1.1 The approach to equilibrium in a simple energy balance model

While Eqs. (3) and (6) have been used as diagnostics, Watterson (2000) also used them as an energy balance model for T and N. This requires making assumptions about the effective capacity and sensitivities, in effect calibrating the model based on the GCM results.
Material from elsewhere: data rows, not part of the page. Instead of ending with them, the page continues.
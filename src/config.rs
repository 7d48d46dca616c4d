//! Runtime configuration resolved from command-line flags and environment.

use anyhow::Result;

use crate::application::ExpenseStore;
use crate::storage::SlotRepository;

/// Default database file, relative to the working directory.
pub const DEFAULT_DATABASE: &str = "exptrak.db";

#[derive(Debug, Clone, PartialEq, Eq)]
pub struct Config {
    /// Path of the SQLite database holding the slots
    pub database: String,
    /// Upper bound on stored bytes; `None` means unlimited
    pub quota_bytes: Option<usize>,
}

impl Default for Config {
    fn default() -> Self {
        Self {
            database: DEFAULT_DATABASE.to_string(),
            quota_bytes: None,
        }
    }
}

impl Config {
    /// URL that creates the database file when missing.
    pub fn create_url(&self) -> String {
        format!("sqlite:{}?mode=rwc", self.database)
    }

    /// URL for an existing database.
    pub fn connect_url(&self) -> String {
        format!("sqlite:{}", self.database)
    }

    /// Create the database and its tables.
    pub async fn init_storage(&self) -> Result<SlotRepository> {
        let repo = SlotRepository::init(&self.create_url()).await?;
        Ok(repo.with_quota(self.quota_bytes))
    }

    /// Open the expense store on an existing database.
    pub async fn open_store(&self) -> Result<ExpenseStore<SlotRepository>> {
        let repo = SlotRepository::connect(&self.connect_url())
            .await?
            .with_quota(self.quota_bytes);
        repo.migrate().await?;
        Ok(ExpenseStore::open(repo).await?)
    }
}

#[cfg(test)]
mod tests {
    use super::*;

    #[test]
    fn test_urls() {
        let config = Config {
            database: "/tmp/x.db".into(),
            quota_bytes: None,
        };
        assert_eq!(config.create_url(), "sqlite:/tmp/x.db?mode=rwc");
        assert_eq!(config.connect_url(), "sqlite:/tmp/x.db");
        assert_eq!(Config::default().database, DEFAULT_DATABASE);
    }
}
For the present purpose we can approximate the forcing function, Q, to be linear in time from 0 in 1960 to 3×CO₂ at 2082, then constant. Watterson (2000) approximated the capacity C during such linear forcing (for several rates of increase) to be a "universal" linear function of time, as plotted in Fig. 11a. This matches quite well the approximate GCM capacity, determined using effective ocean depths from Table 1 in Eq. (8). This linearity cannot continue indefinitely, however, because of the finite depth of the ocean. Given the 2765 and 3795 period values, a plausible smooth extension for C beyond 2082 can be based on the arctan function, as shown in Fig. 11a. Two other analytic extensions are also shown. It is assumed that each asymptotes to the value given by Eq. (8) with D _o = 1.25 D _b and r = 0.8. These end points appear quite consistent with results from the model of Bi (2001). The eventual return of the deep overturning in that model also does not seem to greatly effect the distribution of surface warming, and hence R, supporting the use of a constant sensitivity, reduced from the MLO value (see Sect. 4.2). We assume the value 3.9 K, so that the equilibrium warming for tripled CO₂ is thus 6.2 K.

Fig. 11.

a Simple analytic approximations to the the effective heat capacity (in 10⁸ J m^–2 K^–1) in the coupled model GHG run, whose values from Eq. (8) are plotted as stars. The capacity functions vary after 2082, when they either increase linearly (solid line) or asymptote to 103 units. The long dashed curve is based on tanh, the short dashed curve on arctan and the dotted curve on t ^–1. b Surface warming T, starting at 0 K in 1960, determined from the the simple energy balance model for each of the heat capacity functions, plotted as in a. The GCM values are plotted as stars

An analytic solution for T is available for the years with linear C, and it is simple to integrate numerically beyond this time for the other C curves. Each of the results for T (Fig. 11b) approach the equilibrium value, except the indefinite linear C case for which T is constrained (as discussed in Watterson 2000). While the other capacities are still rather different, the temperatures differ little beyond about the time of the end of the GCM run. All are within 0.4 K of the equilibrium value then, with the arctan case having reached 0.95 of the equilibrium warming. The contrasts in N (not shown) are somewhat greater around 3000, although N < 0.34 W m^–2 after the end of the GCM run, except in the unrealistic case for which it asymptotes to 1.4 W m^–2. The GCM warmings, plotted from Table 1 data, are similar, although in later periods they are closer to the case for the smaller capacity. In fact, the capacity diagnosed from Eq. (7) at 2765 is closer to this curve, because of a spurious, weak atmospheric forcing similar to that seen in the MLO cases, which slowly augments T _w . Equivalently, the effective forcing becomes a little larger than is represented here.